Your task: Find the word "that" in the records below. List each line containing it.
--- Extracted records ---
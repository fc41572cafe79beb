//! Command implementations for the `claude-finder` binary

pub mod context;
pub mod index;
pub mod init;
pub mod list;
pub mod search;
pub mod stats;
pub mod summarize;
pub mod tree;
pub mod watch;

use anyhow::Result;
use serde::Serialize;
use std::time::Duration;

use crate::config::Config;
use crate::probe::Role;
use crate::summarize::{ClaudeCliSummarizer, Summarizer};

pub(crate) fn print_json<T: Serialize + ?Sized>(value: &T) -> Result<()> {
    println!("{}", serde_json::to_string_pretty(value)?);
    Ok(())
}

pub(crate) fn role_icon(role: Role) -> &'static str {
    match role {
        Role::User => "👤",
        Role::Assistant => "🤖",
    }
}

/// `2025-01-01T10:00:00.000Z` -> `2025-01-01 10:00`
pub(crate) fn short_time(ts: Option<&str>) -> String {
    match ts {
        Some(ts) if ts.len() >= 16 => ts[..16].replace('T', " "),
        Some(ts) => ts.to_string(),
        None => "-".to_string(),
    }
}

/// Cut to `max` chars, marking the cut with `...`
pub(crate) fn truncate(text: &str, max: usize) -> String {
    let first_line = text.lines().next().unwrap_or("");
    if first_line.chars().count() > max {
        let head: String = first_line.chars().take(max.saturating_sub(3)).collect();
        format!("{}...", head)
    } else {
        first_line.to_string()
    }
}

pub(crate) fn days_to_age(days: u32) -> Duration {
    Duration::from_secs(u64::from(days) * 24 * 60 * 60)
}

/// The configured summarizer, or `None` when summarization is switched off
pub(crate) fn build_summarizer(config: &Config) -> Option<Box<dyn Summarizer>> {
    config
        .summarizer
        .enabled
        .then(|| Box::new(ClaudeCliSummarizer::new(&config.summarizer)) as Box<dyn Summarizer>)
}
---
--- Extracted records ---
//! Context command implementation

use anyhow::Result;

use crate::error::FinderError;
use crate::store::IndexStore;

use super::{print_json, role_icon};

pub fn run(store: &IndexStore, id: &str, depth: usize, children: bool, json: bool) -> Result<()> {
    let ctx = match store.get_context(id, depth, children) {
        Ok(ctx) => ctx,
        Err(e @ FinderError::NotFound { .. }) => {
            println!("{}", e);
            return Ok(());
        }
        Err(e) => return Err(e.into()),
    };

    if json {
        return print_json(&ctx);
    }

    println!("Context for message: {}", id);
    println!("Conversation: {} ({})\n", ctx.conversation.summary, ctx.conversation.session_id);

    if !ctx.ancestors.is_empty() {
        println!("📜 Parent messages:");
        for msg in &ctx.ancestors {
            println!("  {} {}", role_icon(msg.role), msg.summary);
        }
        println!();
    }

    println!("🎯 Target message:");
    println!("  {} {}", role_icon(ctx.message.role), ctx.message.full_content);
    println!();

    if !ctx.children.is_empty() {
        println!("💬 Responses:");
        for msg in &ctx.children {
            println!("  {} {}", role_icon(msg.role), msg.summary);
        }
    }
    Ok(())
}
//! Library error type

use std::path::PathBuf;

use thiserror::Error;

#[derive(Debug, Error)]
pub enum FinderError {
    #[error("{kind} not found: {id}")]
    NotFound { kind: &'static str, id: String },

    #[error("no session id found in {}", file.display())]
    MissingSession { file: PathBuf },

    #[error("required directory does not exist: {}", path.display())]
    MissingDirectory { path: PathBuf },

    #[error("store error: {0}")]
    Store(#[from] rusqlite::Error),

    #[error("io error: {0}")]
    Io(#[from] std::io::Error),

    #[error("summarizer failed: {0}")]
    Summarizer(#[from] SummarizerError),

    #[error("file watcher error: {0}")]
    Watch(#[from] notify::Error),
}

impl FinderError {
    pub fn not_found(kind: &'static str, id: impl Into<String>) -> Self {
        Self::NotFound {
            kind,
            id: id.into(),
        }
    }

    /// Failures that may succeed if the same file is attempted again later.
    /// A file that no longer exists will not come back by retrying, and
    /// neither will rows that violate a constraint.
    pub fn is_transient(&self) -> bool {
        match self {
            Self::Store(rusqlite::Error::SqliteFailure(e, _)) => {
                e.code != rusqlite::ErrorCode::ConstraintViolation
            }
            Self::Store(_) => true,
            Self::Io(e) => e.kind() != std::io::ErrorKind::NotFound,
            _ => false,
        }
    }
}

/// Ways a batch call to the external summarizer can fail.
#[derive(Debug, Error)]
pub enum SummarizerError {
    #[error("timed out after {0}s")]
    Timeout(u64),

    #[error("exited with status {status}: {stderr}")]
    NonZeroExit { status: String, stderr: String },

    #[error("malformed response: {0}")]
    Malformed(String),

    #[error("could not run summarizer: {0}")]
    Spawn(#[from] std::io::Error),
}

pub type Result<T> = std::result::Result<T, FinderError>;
---
--- Extracted records ---
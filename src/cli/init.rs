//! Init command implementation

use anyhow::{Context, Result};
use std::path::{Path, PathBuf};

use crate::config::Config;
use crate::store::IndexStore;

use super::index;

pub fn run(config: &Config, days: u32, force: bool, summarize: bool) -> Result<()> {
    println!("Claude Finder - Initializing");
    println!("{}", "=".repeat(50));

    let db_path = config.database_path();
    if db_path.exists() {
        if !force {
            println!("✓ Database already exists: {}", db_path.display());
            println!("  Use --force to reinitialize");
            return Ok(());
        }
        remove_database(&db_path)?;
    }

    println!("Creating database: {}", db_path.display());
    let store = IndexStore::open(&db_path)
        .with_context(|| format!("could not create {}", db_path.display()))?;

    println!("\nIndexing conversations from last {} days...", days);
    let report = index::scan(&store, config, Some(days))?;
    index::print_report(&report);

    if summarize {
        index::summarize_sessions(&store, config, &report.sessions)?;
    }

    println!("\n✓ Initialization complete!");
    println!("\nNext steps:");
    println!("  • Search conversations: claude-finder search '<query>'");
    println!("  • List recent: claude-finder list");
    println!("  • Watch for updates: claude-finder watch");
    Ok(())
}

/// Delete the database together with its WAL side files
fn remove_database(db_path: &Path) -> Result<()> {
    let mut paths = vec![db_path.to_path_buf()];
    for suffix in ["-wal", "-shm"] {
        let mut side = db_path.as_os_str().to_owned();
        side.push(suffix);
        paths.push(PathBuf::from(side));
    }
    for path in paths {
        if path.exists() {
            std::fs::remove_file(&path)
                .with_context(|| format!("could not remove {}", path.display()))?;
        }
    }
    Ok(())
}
---
Task solution:
    /// Failures that may succeed if the same file is attempted again later.
    /// A file that no longer exists will not come back by retrying, and
    /// neither will rows that violate a constraint.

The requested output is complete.